The advent of the Virtual Reality era has been announced throughout the last year or two. One of the many VR gaming headsets that debuted on the market was the “must-have” present for everyone last Christmas. Virtual reality does, however, have other very significant uses.

Creating a virtual safety induction

Safety induction is a standard component of the onboarding process in every business. It may be a quick 20-minute run-through of the health and safety signs, fire evacuation protocols, and other things in an office setting. However, there is obviously more to cover in contexts with higher levels of danger.

An illustration of this is the construction sector. The UK has an exceptional safety record that is held up as a global benchmark, but it is only maintained by ongoing innovation and continuous development. It is the most high-risk industry of them all in terms of workplace injuries.

Making ensuring that people receiving training stay “turned on” during what might be a lengthy procedure is one difficulty. This is the problem that the building company’s most recent innovation aims to solve.

The University of West Scotland and Morrison Construction have partnered to provide virtual reality site orientations for workers and contractors. In addition to being employed in the construction industry at the project planning stage, virtual reality has previously been used in medicine to allow surgeons to practise their skills. However, it has never been used for health and safety before.

Users may explore a virtual version of the building site and get a genuine sense of the setting thanks to headsets and hand controllers. In essence, this enables students to personally experience health and safety issues and learn from mistakes without being put in danger.

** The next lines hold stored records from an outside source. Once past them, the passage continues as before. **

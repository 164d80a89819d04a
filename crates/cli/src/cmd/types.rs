//! Card type summary of a realm's production generation.

use realm_index_core::index::CardTypeSummary;
use tabled::Tabled;

use super::output::{print_json, print_table};
use super::{Context, open_db, realm_url, resolve_format};
use crate::{OutputFormat, RealmArgs};

#[derive(Tabled)]
struct TypeRow {
    #[tabled(rename = "Card type")]
    code_ref: String,
    #[tabled(rename = "Name")]
    display_name: String,
    #[tabled(rename = "Instances")]
    total: i64,
}

impl From<&CardTypeSummary> for TypeRow {
    fn from(s: &CardTypeSummary) -> Self {
        Self {
            code_ref: s.code_ref.clone(),
            display_name: s.display_name.clone().unwrap_or_default(),
            total: s.total,
        }
    }
}

pub fn run(ctx: &Context, args: RealmArgs) {
    let db = open_db(ctx);
    let realm = realm_url(&args.realm);

    let summary = match db.fetch_card_type_summary(&realm) {
        Ok(summary) => summary,
        Err(e) => {
            eprintln!("Error reading card type summary: {}", e);
            std::process::exit(1);
        }
    };

    match resolve_format(args.output, args.json) {
        OutputFormat::Table => {
            let rows: Vec<TypeRow> = summary.iter().map(TypeRow::from).collect();
            print_table(&rows, "no card instances");
        }
        OutputFormat::Json => print_json(&summary),
    }
}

However, despite all the advantages, some people are still behind the digital curve. Some organisations, according to a recent study, are confused about how to successfully traverse the complicated digital world or how to reap the benefits of adopting digitisation.

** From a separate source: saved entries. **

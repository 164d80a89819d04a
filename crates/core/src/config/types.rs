use std::path::PathBuf;
use std::time::Duration;

use serde::Deserialize;

use crate::code_ref::CodeRef;
use crate::index::DEFAULT_CHUNK_SIZE;
use crate::paths::RealmPaths;

#[derive(Debug, Deserialize)]
pub struct ConfigFile {
    pub version: u32,
    pub database: String,
    #[serde(default)]
    pub indexing: IndexingConfig,
    #[serde(default)]
    pub query: QueryConfig,
    #[serde(default)]
    pub logging: LoggingConfig,
    #[serde(default)]
    pub realms: Vec<RealmConfig>,
}

/// A realm served from a directory on disk.
#[derive(Debug, Deserialize, Clone)]
pub struct RealmConfig {
    pub url: String,
    pub root: String,
}

#[derive(Debug, Deserialize, Clone)]
pub struct IndexingConfig {
    /// Budget for a single card render, in milliseconds.
    #[serde(default = "default_render_timeout_ms")]
    pub render_timeout_ms: u64,
    /// Bind parameters per bulk invalidation statement.
    #[serde(default = "default_chunk_size")]
    pub invalidation_chunk_size: usize,
}

impl IndexingConfig {
    pub fn render_timeout(&self) -> Duration {
        Duration::from_millis(self.render_timeout_ms)
    }
}

impl Default for IndexingConfig {
    fn default() -> Self {
        Self {
            render_timeout_ms: default_render_timeout_ms(),
            invalidation_chunk_size: default_chunk_size(),
        }
    }
}

fn default_render_timeout_ms() -> u64 {
    30_000
}

fn default_chunk_size() -> usize {
    DEFAULT_CHUNK_SIZE
}

#[derive(Debug, Deserialize, Clone)]
pub struct QueryConfig {
    #[serde(default = "default_base_card_module")]
    pub base_card_module: String,
    #[serde(default = "default_base_card_name")]
    pub base_card_name: String,
}

impl QueryConfig {
    /// Root card type, used when a filter or sort has no `on`.
    pub fn base_card(&self) -> CodeRef {
        CodeRef::new(&self.base_card_module, &self.base_card_name)
    }
}

impl Default for QueryConfig {
    fn default() -> Self {
        Self {
            base_card_module: default_base_card_module(),
            base_card_name: default_base_card_name(),
        }
    }
}

fn default_base_card_module() -> String {
    "https://cardstack.com/base/card-api".to_string()
}

fn default_base_card_name() -> String {
    "CardDef".to_string()
}

#[derive(Debug, Deserialize, Clone)]
pub struct LoggingConfig {
    #[serde(default = "default_log_level")]
    pub level: String,
    #[serde(default)]
    pub file_level: Option<String>,
    #[serde(default)]
    pub file: Option<PathBuf>,
}

impl Default for LoggingConfig {
    fn default() -> Self {
        Self { level: default_log_level(), file_level: None, file: None }
    }
}

fn default_log_level() -> String {
    "info".to_string()
}

#[derive(Debug, Clone)]
pub struct ResolvedRealm {
    pub url: String,
    pub root: PathBuf,
}

#[derive(Debug, Clone)]
pub struct ResolvedConfig {
    pub database: PathBuf,
    pub indexing: IndexingConfig,
    pub query: QueryConfig,
    pub logging: LoggingConfig,
    pub realms: Vec<ResolvedRealm>,
}

impl ResolvedConfig {
    /// Configured realm for `url`, with or without its trailing slash.
    pub fn realm(&self, url: &str) -> Option<&ResolvedRealm> {
        let url = RealmPaths::new(url).ok()?;
        self.realms.iter().find(|realm| realm.url == url.url())
    }
}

Adopting “digital” implies inevitably moving away from the more conventional, paper-based modes of working, which may be preventing some organisations from jumping into the digital river head first. However, as the workforce develops, so must our strategy for including people in health and safety; this calls for adopting contemporary tools and having clear leadership for how and why they are utilised. You can visit the website of 3 Signs if you are looking for health and safety signs online.